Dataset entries

· · · ·

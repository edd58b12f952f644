// src/forms.rs
//! Raw submission fields and their conversion into validated records.
//!
//! Every field is optional at the parsing layer so that missing values reach
//! validation and come back as a structured 400 instead of a form-guard failure.

use chrono::{DateTime, Utc};
use rocket::form::FromForm;
use rocket::fs::TempFile;
use serde::Deserialize;

use crate::types::{
    AdditionalInfo, Address, ApplicationRecord, Education, EducationSlot, PersonalInfo,
    Subscriber, WholesaleInquiry, WorkExperience,
};
use crate::utils::{clean, submission_id};
use crate::validation::{require_fields, validate_email, ValidationError};

#[derive(Debug, Default, FromForm, Deserialize)]
#[serde(default)]
pub struct WholesaleInquiryForm {
    pub fullname: Option<String>,
    pub email: Option<String>,
    pub phone: Option<String>,
    pub business_type: Option<String>,
    pub message: Option<String>,
}

impl WholesaleInquiryForm {
    pub fn validate(&self, now: DateTime<Utc>) -> Result<WholesaleInquiry, ValidationError> {
        require_fields(&[
            ("fullname", self.fullname.as_deref()),
            ("email", self.email.as_deref()),
            ("phone", self.phone.as_deref()),
            ("business_type", self.business_type.as_deref()),
        ])?;
        let email = required(&self.email);
        validate_email(&email)?;

        Ok(WholesaleInquiry {
            id: submission_id("INQ", now),
            fullname: required(&self.fullname),
            email,
            phone: required(&self.phone),
            business_type: required(&self.business_type),
            message: clean(&self.message),
            submitted_at: now,
        })
    }
}

#[derive(Debug, Default, FromForm, Deserialize)]
#[serde(default)]
pub struct NewsletterForm {
    pub email: Option<String>,
}

impl NewsletterForm {
    pub fn validate(&self, now: DateTime<Utc>) -> Result<Subscriber, ValidationError> {
        require_fields(&[("email", self.email.as_deref())])?;
        let email = required(&self.email);
        validate_email(&email)?;

        Ok(Subscriber {
            id: submission_id("SUB", now),
            email,
            subscribed_at: now,
        })
    }
}

/// Flat job application form, as posted by the careers page (multipart with an
/// optional `resume` file, URL-encoded, or a JSON object without a resume).
#[derive(Debug, Default, FromForm, Deserialize)]
#[serde(default)]
pub struct JobApplicationForm<'f> {
    pub position: Option<String>,
    pub fullname_th: Option<String>,
    pub fullname_en: Option<String>,
    pub gender: Option<String>,
    pub birthdate: Option<String>,
    pub age: Option<String>,
    pub nationality: Option<String>,
    pub id_card: Option<String>,
    pub phone: Option<String>,
    pub line_id: Option<String>,
    pub email: Option<String>,
    pub address: Option<String>,
    pub subdistrict: Option<String>,
    pub district: Option<String>,
    pub province: Option<String>,
    pub zipcode: Option<String>,

    pub edu_high_school: Option<String>,
    pub edu_high_major: Option<String>,
    pub edu_high_year: Option<String>,
    pub edu_vocational: Option<String>,
    pub edu_vocational_major: Option<String>,
    pub edu_vocational_year: Option<String>,
    pub edu_bachelor: Option<String>,
    pub edu_bachelor_major: Option<String>,
    pub edu_bachelor_year: Option<String>,
    pub edu_other: Option<String>,
    pub edu_other_major: Option<String>,
    pub edu_other_year: Option<String>,

    pub work1_company: Option<String>,
    pub work1_position: Option<String>,
    pub work1_start: Option<String>,
    pub work1_end: Option<String>,
    pub work1_reason: Option<String>,
    pub work2_company: Option<String>,
    pub work2_position: Option<String>,
    pub work2_start: Option<String>,
    pub work2_end: Option<String>,
    pub work2_reason: Option<String>,
    pub work3_company: Option<String>,
    pub work3_position: Option<String>,
    pub work3_start: Option<String>,
    pub work3_end: Option<String>,
    pub work3_reason: Option<String>,

    pub special_skills: Option<String>,
    pub expected_salary: Option<String>,
    pub start_date: Option<String>,
    pub motivation: Option<String>,

    #[serde(skip)]
    pub resume: Option<TempFile<'f>>,
}

impl JobApplicationForm<'_> {
    pub fn validate(&self, now: DateTime<Utc>) -> Result<ApplicationRecord, ValidationError> {
        require_fields(&[
            ("position", self.position.as_deref()),
            ("fullname_th", self.fullname_th.as_deref()),
            ("gender", self.gender.as_deref()),
            ("birthdate", self.birthdate.as_deref()),
            ("age", self.age.as_deref()),
            ("id_card", self.id_card.as_deref()),
            ("phone", self.phone.as_deref()),
            ("line_id", self.line_id.as_deref()),
            ("email", self.email.as_deref()),
        ])?;
        let email = required(&self.email);
        validate_email(&email)?;

        Ok(ApplicationRecord {
            id: submission_id("APP", now),
            position: required(&self.position),
            personal_info: PersonalInfo {
                fullname_th: required(&self.fullname_th),
                fullname_en: clean(&self.fullname_en),
                gender: required(&self.gender),
                birthdate: required(&self.birthdate),
                age: required(&self.age),
                nationality: clean(&self.nationality),
                id_card: required(&self.id_card),
                phone: required(&self.phone),
                line_id: required(&self.line_id),
                email,
                address: Address {
                    full: clean(&self.address),
                    subdistrict: clean(&self.subdistrict),
                    district: clean(&self.district),
                    province: clean(&self.province),
                    zipcode: clean(&self.zipcode),
                },
            },
            education: Education {
                high_school: slot(&self.edu_high_school, &self.edu_high_major, &self.edu_high_year),
                vocational: slot(
                    &self.edu_vocational,
                    &self.edu_vocational_major,
                    &self.edu_vocational_year,
                ),
                bachelor: slot(
                    &self.edu_bachelor,
                    &self.edu_bachelor_major,
                    &self.edu_bachelor_year,
                ),
                other: slot(&self.edu_other, &self.edu_other_major, &self.edu_other_year),
            },
            work_experience: self.work_experience(),
            additional_info: AdditionalInfo {
                special_skills: clean(&self.special_skills),
                expected_salary: clean(&self.expected_salary),
                start_date: clean(&self.start_date),
                motivation: clean(&self.motivation),
            },
            submitted_at: Some(now),
        })
    }

    /// Entries without a company name are dropped here, before layout.
    fn work_experience(&self) -> Vec<WorkExperience> {
        [
            (
                &self.work1_company,
                &self.work1_position,
                &self.work1_start,
                &self.work1_end,
                &self.work1_reason,
            ),
            (
                &self.work2_company,
                &self.work2_position,
                &self.work2_start,
                &self.work2_end,
                &self.work2_reason,
            ),
            (
                &self.work3_company,
                &self.work3_position,
                &self.work3_start,
                &self.work3_end,
                &self.work3_reason,
            ),
        ]
        .into_iter()
        .filter_map(|(company, position, start, end, reason)| {
            clean(company).map(|company| WorkExperience {
                company,
                position: clean(position),
                start: clean(start),
                end: clean(end),
                reason: clean(reason),
            })
        })
        .collect()
    }
}

fn required(value: &Option<String>) -> String {
    clean(value).unwrap_or_default()
}

fn slot(school: &Option<String>, major: &Option<String>, year: &Option<String>) -> EducationSlot {
    EducationSlot {
        school: clean(school),
        major: clean(major),
        year: clean(year),
    }
}

#[cfg(test)]
mod tests {
    use super::*;
    use chrono::TimeZone;

    fn now() -> DateTime<Utc> {
        Utc.with_ymd_and_hms(2026, 10, 19, 3, 0, 0).unwrap()
    }

    fn some(value: &str) -> Option<String> {
        Some(value.to_string())
    }

    fn complete_application() -> JobApplicationForm<'static> {
        JobApplicationForm {
            position: some("Barista"),
            fullname_th: some("สมชาย ใจดี"),
            gender: some("male"),
            birthdate: some("1995-04-12"),
            age: some("31"),
            id_card: some("1103700012345"),
            phone: some("0812345678"),
            line_id: some("somchai.k"),
            email: some("somchai@example.com"),
            ..Default::default()
        }
    }

    #[test]
    fn test_wholesale_requires_fields() {
        let form = WholesaleInquiryForm {
            fullname: some("Somchai"),
            email: some("somchai@example.com"),
            ..Default::default()
        };
        let err = form.validate(now()).unwrap_err();
        assert_eq!(
            err,
            ValidationError::MissingFields(vec!["phone".into(), "business_type".into()])
        );
    }

    #[test]
    fn test_wholesale_rejects_bad_email() {
        let form = WholesaleInquiryForm {
            fullname: some("Somchai"),
            email: some("somchai-at-example.com"),
            phone: some("0812345678"),
            business_type: some("Retail shop"),
            message: None,
        };
        assert!(matches!(
            form.validate(now()),
            Err(ValidationError::InvalidEmail(_))
        ));
    }

    #[test]
    fn test_wholesale_builds_inquiry() {
        let form = WholesaleInquiryForm {
            fullname: some(" Somchai "),
            email: some("somchai@example.com"),
            phone: some("0812345678"),
            business_type: some("Retail shop"),
            message: some(""),
        };
        let inquiry = form.validate(now()).unwrap();
        assert_eq!(inquiry.fullname, "Somchai");
        assert!(inquiry.message.is_none());
        assert!(inquiry.id.starts_with("INQ"));
        assert_eq!(inquiry.submitted_at, now());
    }

    #[test]
    fn test_wholesale_accepts_json() {
        let form: WholesaleInquiryForm = serde_json::from_str(
            r#"{"fullname":"A","email":"a@b.co","phone":"1","business_type":"shop"}"#,
        )
        .unwrap();
        assert!(form.validate(now()).is_ok());
    }

    #[test]
    fn test_newsletter() {
        let missing = NewsletterForm { email: some("  ") };
        assert_eq!(
            missing.validate(now()).unwrap_err(),
            ValidationError::MissingFields(vec!["email".into()])
        );

        let subscriber = NewsletterForm {
            email: some("fan@example.com"),
        }
        .validate(now())
        .unwrap();
        assert_eq!(subscriber.email, "fan@example.com");
        assert!(subscriber.id.starts_with("SUB"));
    }

    #[test]
    fn test_application_required_fields() {
        let form = JobApplicationForm {
            position: some("Barista"),
            ..Default::default()
        };
        match form.validate(now()).unwrap_err() {
            ValidationError::MissingFields(missing) => assert_eq!(
                missing,
                vec![
                    "fullname_th",
                    "gender",
                    "birthdate",
                    "age",
                    "id_card",
                    "phone",
                    "line_id",
                    "email"
                ]
            ),
            other => panic!("unexpected error {:?}", other),
        }
    }

    #[test]
    fn test_application_rejects_bad_email() {
        let mut form = complete_application();
        form.email = some("somchai@localhost");
        assert!(matches!(
            form.validate(now()),
            Err(ValidationError::InvalidEmail(_))
        ));
    }

    #[test]
    fn test_application_filters_work_without_company() {
        let mut form = complete_application();
        form.work1_company = some("Cafe Amazon");
        form.work1_position = some("Barista");
        form.work2_company = some("   ");
        form.work2_position = some("Ignored");
        form.work3_company = some("True Coffee");

        let record = form.validate(now()).unwrap();
        let companies: Vec<_> = record
            .work_experience
            .iter()
            .map(|w| w.company.as_str())
            .collect();
        assert_eq!(companies, vec!["Cafe Amazon", "True Coffee"]);
        assert_eq!(record.work_experience[0].position.as_deref(), Some("Barista"));
        assert!(record.work_experience[1].position.is_none());
    }

    #[test]
    fn test_application_maps_education_and_extras() {
        let mut form = complete_application();
        form.edu_bachelor = some("Kasetsart University");
        form.edu_bachelor_major = some("Food Science");
        form.edu_high_major = some("Science");
        form.expected_salary = some("18000");
        form.province = some("Chiang Mai");

        let record = form.validate(now()).unwrap();
        assert!(record.education.bachelor.is_present());
        assert_eq!(record.education.bachelor.major.as_deref(), Some("Food Science"));
        assert!(!record.education.high_school.is_present());
        assert_eq!(record.additional_info.expected_salary.as_deref(), Some("18000"));
        assert_eq!(record.personal_info.address.province.as_deref(), Some("Chiang Mai"));
        assert!(record.personal_info.address.full.is_none());
        assert!(record.id.starts_with("APP"));
        assert_eq!(record.submitted_at, Some(now()));
    }
}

· · · ·

- **EXERCISE PROMPT**:
Wherever the string "Barista" appears in a line of the records above, copy that line.

- **RESULT OF THIS TASK**:
            position: some("Barista"),
            position: some("Barista"),
        form.work1_position = some("Barista");
        assert_eq!(record.work_experience[0].position.as_deref(), Some("Barista"));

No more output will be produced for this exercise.